● What you have to do:
Reproduce the full listing that appears beneath this instruction exactly.

Task data Start Marker

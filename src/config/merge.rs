//! Merging of defaults, stored values and settings tiers.
//!
//! Two strategies live here:
//! - [`overlay_defaults`]: shallow, used for stored configuration. A stored key
//!   replaces the default value wholesale, `null` included.
//! - [`deep_merge`]: field-by-field, used for the tool's own settings tiers.
//!   Arrays are replaced entirely, not concatenated.

use super::types::Configuration;
use serde_json::{Map, Value};

/// Overlay stored values on top of `defaults`.
///
/// Every default key is present in the result; stored keys win; keys that
/// exist only in storage are kept. `None` (nothing stored yet) yields the
/// defaults unchanged.
pub fn overlay_defaults(
    defaults: &Configuration,
    stored: Option<Map<String, Value>>,
) -> Configuration {
    let mut merged = defaults.as_map().clone();
    if let Some(stored) = stored {
        merged.extend(stored);
    }
    Configuration::from(merged)
}

/// Deep merge two JSON values, with `overlay` taking precedence over `base`.
///
/// - Objects are merged recursively: keys in overlay override keys in base
/// - Arrays, strings, numbers, booleans, nulls are replaced entirely
/// - If overlay is null, the base value is preserved (null means "not specified")
///
/// # Example
/// ```
/// use serde_json::json;
/// use extension_config::config::deep_merge;
///
/// let base = json!({
///     "storage": { "namespace": "config", "dir": null },
///     "watch": { "debounce_ms": 500 }
/// });
/// let overlay = json!({
///     "storage": { "dir": "/tmp/ext" }
/// });
/// let result = deep_merge(base, overlay);
/// assert_eq!(result["storage"]["namespace"], "config");
/// assert_eq!(result["storage"]["dir"], "/tmp/ext");
/// ```
pub fn deep_merge(base: Value, overlay: Value) -> Value {
    match (base, overlay) {
        // Both are objects: merge recursively
        (Value::Object(mut base_map), Value::Object(overlay_map)) => {
            for (key, overlay_value) in overlay_map {
                let merged_value = if let Some(base_value) = base_map.remove(&key) {
                    deep_merge(base_value, overlay_value)
                } else {
                    overlay_value
                };
                base_map.insert(key, merged_value);
            }
            Value::Object(base_map)
        }
        // Overlay is null: preserve base (null means "not specified")
        (base, Value::Null) => base,
        // Any other case: overlay replaces base entirely
        (_, overlay) => overlay,
    }
}

/// Merge multiple values in order, with later values taking precedence.
///
/// Equivalent to folding `deep_merge` over the list.
pub fn deep_merge_all(values: impl IntoIterator<Item = Value>) -> Value {
    values.into_iter().fold(Value::Null, deep_merge)
}
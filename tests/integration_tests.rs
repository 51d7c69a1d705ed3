//! Integration tests for the end-to-end front-end pipeline.
//!
//! These tests drive the public surface the shell uses: construct a Lexer
//! over source text, hand it to a Parser, and inspect the resulting
//! Program, its rendering, and the collected error list.

use wisp::ast::ast::{Stmt, StmtType};
use wisp::lexer::lexer::Lexer;
use wisp::lexer::tokens::TokenKind;
use wisp::parser::parser::Parser;
use wisp::repl::{eval_lexer, eval_parser};

fn parse(input: &str) -> (wisp::ast::ast::Program, Parser) {
    let mut parser = Parser::new(Lexer::new(input.to_string()));
    let program = parser.parse_program();
    (program, parser)
}

#[test]
fn test_pipeline_small_program() {
    let source = "let five = 5;\nlet ten = 10;\nreturn five;\n!ten;";
    let (program, parser) = parse(source);

    assert!(parser.errors().is_empty(), "errors: {:?}", parser.errors());
    assert_eq!(program.statements.len(), 4);

    let kinds: Vec<StmtType> = program.iter().map(|stmt| stmt.get_stmt_type()).collect();
    assert_eq!(
        kinds,
        [
            StmtType::LetStmt,
            StmtType::LetStmt,
            StmtType::ReturnStmt,
            StmtType::ExpressionStmt,
        ]
    );
}

#[test]
fn test_round_trip_is_structurally_stable() {
    // Rendering need not be byte-identical to the source, but re-parsing
    // the rendering must reproduce the same statement shapes. Prefix
    // expressions are excluded: they render parenthesized and no grouping
    // rule is wired yet.
    let sources = [
        "let x = 5;",
        "return 10;",
        "foobar;",
        "let y = foo; return y; y",
        "let a = 1;\nlet b = a;\nreturn b;",
    ];

    for source in sources {
        let (first, parser) = parse(source);
        assert!(
            parser.errors().is_empty(),
            "first parse of {:?} errored: {:?}",
            source,
            parser.errors()
        );

        let rendered = first.render();
        let (second, parser) = parse(&rendered);
        assert!(
            parser.errors().is_empty(),
            "re-parse of {:?} errored: {:?}",
            rendered,
            parser.errors()
        );

        assert_eq!(first.statements.len(), second.statements.len());
        for (a, b) in first.iter().zip(second.iter()) {
            assert_eq!(a.get_stmt_type(), b.get_stmt_type());
        }
        assert_eq!(second.render(), rendered, "rendering is a fixed point");
    }
}

#[test]
fn test_lexer_feeds_parser_lazily() {
    // A parser over a half-broken input still drains the lexer exactly
    // once and terminates.
    let (program, parser) = parse("let a = 1; @ let b = 2;");

    assert_eq!(program.statements.len(), 2);
    assert_eq!(parser.errors().len(), 1);
}

#[test]
fn test_illegal_characters_become_parse_errors() {
    let (program, parser) = parse(":w");

    assert_eq!(program.statements.len(), 0);
    assert_eq!(parser.errors().len(), 1);
    assert_eq!(
        parser.errors()[0].to_string(),
        "no prefix parse function for Illegal found"
    );
}

#[test]
fn test_token_stream_terminates() {
    let mut lexer = Lexer::new("let x = 1; fn(){} <= >= ++ -- @".to_string());

    let mut count = 0;
    loop {
        let token = lexer.next_token();
        count += 1;
        assert!(count < 64, "lexer failed to reach EndOfInput");
        if token.kind == TokenKind::EndOfInput {
            break;
        }
    }
}

#[test]
fn test_eval_parser_renders_program() {
    assert_eq!(eval_parser("let x = 5;"), "let x = 5;");
    assert_eq!(eval_parser("!5;"), "(!5)");
}

#[test]
fn test_eval_parser_reports_errors() {
    let output = eval_parser("let foobar 838383;");

    assert!(output.starts_with("parser errors:"), "output: {output:?}");
    assert!(
        output.contains("expected next token to be Assign, got Integer instead"),
        "output: {output:?}"
    );
}

#[test]
fn test_eval_lexer_lists_tokens() {
    let output = eval_lexer("let five = 5;");
    let rows: Vec<&str> = output.lines().collect();

    // let, five, =, 5, ; — EndOfInput is not printed
    assert_eq!(rows.len(), 5);
    assert!(rows[0].starts_with("Let"), "row: {:?}", rows[0]);
    assert!(rows[1].starts_with("Identifier"), "row: {:?}", rows[1]);
}

#[test]
fn test_eval_lexer_empty_line() {
    assert_eq!(eval_lexer("   "), "");
}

Task data End Marker

● Written solution:
filename src/config/merge.rs
//! Merging of defaults, stored values and settings tiers.
//!
//! Two strategies live here:
//! - [`overlay_defaults`]: shallow, used for stored configuration. A stored key
//!   replaces the default value wholesale, `null` included.
//! - [`deep_merge`]: field-by-field, used for the tool's own settings tiers.
//!   Arrays are replaced entirely, not concatenated.

use super::types::Configuration;
use serde_json::{Map, Value};

/// Overlay stored values on top of `defaults`.
///
/// Every default key is present in the result; stored keys win; keys that
/// exist only in storage are kept. `None` (nothing stored yet) yields the
/// defaults unchanged.
pub fn overlay_defaults(
    defaults: &Configuration,
    stored: Option<Map<String, Value>>,
) -> Configuration {
    let mut merged = defaults.as_map().clone();
    if let Some(stored) = stored {
        merged.extend(stored);
    }
    Configuration::from(merged)
}

/// Deep merge two JSON values, with `overlay` taking precedence over `base`.
///
/// - Objects are merged recursively: keys in overlay override keys in base
/// - Arrays, strings, numbers, booleans, nulls are replaced entirely
/// - If overlay is null, the base value is preserved (null means "not specified")
///
/// # Example
/// ```
/// use serde_json::json;
/// use extension_config::config::deep_merge;
///
/// let base = json!({
///     "storage": { "namespace": "config", "dir": null },
///     "watch": { "debounce_ms": 500 }
/// });
/// let overlay = json!({
///     "storage": { "dir": "/tmp/ext" }
/// });
/// let result = deep_merge(base, overlay);
/// assert_eq!(result["storage"]["namespace"], "config");
/// assert_eq!(result["storage"]["dir"], "/tmp/ext");
/// ```
pub fn deep_merge(base: Value, overlay: Value) -> Value {
    match (base, overlay) {
        // Both are objects: merge recursively
        (Value::Object(mut base_map), Value::Object(overlay_map)) => {
            for (key, overlay_value) in overlay_map {
                let merged_value = if let Some(base_value) = base_map.remove(&key) {
                    deep_merge(base_value, overlay_value)
                } else {
                    overlay_value
                };
                base_map.insert(key, merged_value);
            }
            Value::Object(base_map)
        }
        // Overlay is null: preserve base (null means "not specified")
        (base, Value::Null) => base,
        // Any other case: overlay replaces base entirely
        (_, overlay) => overlay,
    }
}

/// Merge multiple values in order, with later values taking precedence.
///
/// Equivalent to folding `deep_merge` over the list.
pub fn deep_merge_all(values: impl IntoIterator<Item = Value>) -> Value {
    values.into_iter().fold(Value::Null, deep_merge)
}
filename tests/integration_tests.rs
repository 51d7c69a1d705ed3
//! Integration tests for the end-to-end front-end pipeline.
//!
//! These tests drive the public surface the shell uses: construct a Lexer
//! over source text, hand it to a Parser, and inspect the resulting
//! Program, its rendering, and the collected error list.

use wisp::ast::ast::{Stmt, StmtType};
use wisp::lexer::lexer::Lexer;
use wisp::lexer::tokens::TokenKind;
use wisp::parser::parser::Parser;
use wisp::repl::{eval_lexer, eval_parser};

fn parse(input: &str) -> (wisp::ast::ast::Program, Parser) {
    let mut parser = Parser::new(Lexer::new(input.to_string()));
    let program = parser.parse_program();
    (program, parser)
}

#[test]
fn test_pipeline_small_program() {
    let source = "let five = 5;\nlet ten = 10;\nreturn five;\n!ten;";
    let (program, parser) = parse(source);

    assert!(parser.errors().is_empty(), "errors: {:?}", parser.errors());
    assert_eq!(program.statements.len(), 4);

    let kinds: Vec<StmtType> = program.iter().map(|stmt| stmt.get_stmt_type()).collect();
    assert_eq!(
        kinds,
        [
            StmtType::LetStmt,
            StmtType::LetStmt,
            StmtType::ReturnStmt,
            StmtType::ExpressionStmt,
        ]
    );
}

#[test]
fn test_round_trip_is_structurally_stable() {
    // Rendering need not be byte-identical to the source, but re-parsing
    // the rendering must reproduce the same statement shapes. Prefix
    // expressions are excluded: they render parenthesized and no grouping
    // rule is wired yet.
    let sources = [
        "let x = 5;",
        "return 10;",
        "foobar;",
        "let y = foo; return y; y",
        "let a = 1;\nlet b = a;\nreturn b;",
    ];

    for source in sources {
        let (first, parser) = parse(source);
        assert!(
            parser.errors().is_empty(),
            "first parse of {:?} errored: {:?}",
            source,
            parser.errors()
        );

        let rendered = first.render();
        let (second, parser) = parse(&rendered);
        assert!(
            parser.errors().is_empty(),
            "re-parse of {:?} errored: {:?}",
            rendered,
            parser.errors()
        );

        assert_eq!(first.statements.len(), second.statements.len());
        for (a, b) in first.iter().zip(second.iter()) {
            assert_eq!(a.get_stmt_type(), b.get_stmt_type());
        }
        assert_eq!(second.render(), rendered, "rendering is a fixed point");
    }
}

#[test]
fn test_lexer_feeds_parser_lazily() {
    // A parser over a half-broken input still drains the lexer exactly
    // once and terminates.
    let (program, parser) = parse("let a = 1; @ let b = 2;");

    assert_eq!(program.statements.len(), 2);
    assert_eq!(parser.errors().len(), 1);
}

#[test]
fn test_illegal_characters_become_parse_errors() {
    let (program, parser) = parse(":w");

    assert_eq!(program.statements.len(), 0);
    assert_eq!(parser.errors().len(), 1);
    assert_eq!(
        parser.errors()[0].to_string(),
        "no prefix parse function for Illegal found"
    );
}

#[test]
fn test_token_stream_terminates() {
    let mut lexer = Lexer::new("let x = 1; fn(){} <= >= ++ -- @".to_string());

    let mut count = 0;
    loop {
        let token = lexer.next_token();
        count += 1;
        assert!(count < 64, "lexer failed to reach EndOfInput");
        if token.kind == TokenKind::EndOfInput {
            break;
        }
    }
}

#[test]
fn test_eval_parser_renders_program() {
    assert_eq!(eval_parser("let x = 5;"), "let x = 5;");
    assert_eq!(eval_parser("!5;"), "(!5)");
}

#[test]
fn test_eval_parser_reports_errors() {
    let output = eval_parser("let foobar 838383;");

    assert!(output.starts_with("parser errors:"), "output: {output:?}");
    assert!(
        output.contains("expected next token to be Assign, got Integer instead"),
        "output: {output:?}"
    );
}

#[test]
fn test_eval_lexer_lists_tokens() {
    let output = eval_lexer("let five = 5;");
    let rows: Vec<&str> = output.lines().collect();

    // let, five, =, 5, ; — EndOfInput is not printed
    assert_eq!(rows.len(), 5);
    assert!(rows[0].starts_with("Let"), "row: {:?}", rows[0]);
    assert!(rows[1].starts_with("Identifier"), "row: {:?}", rows[1]);
}

#[test]
fn test_eval_lexer_empty_line() {
    assert_eq!(eval_lexer("   "), "");
}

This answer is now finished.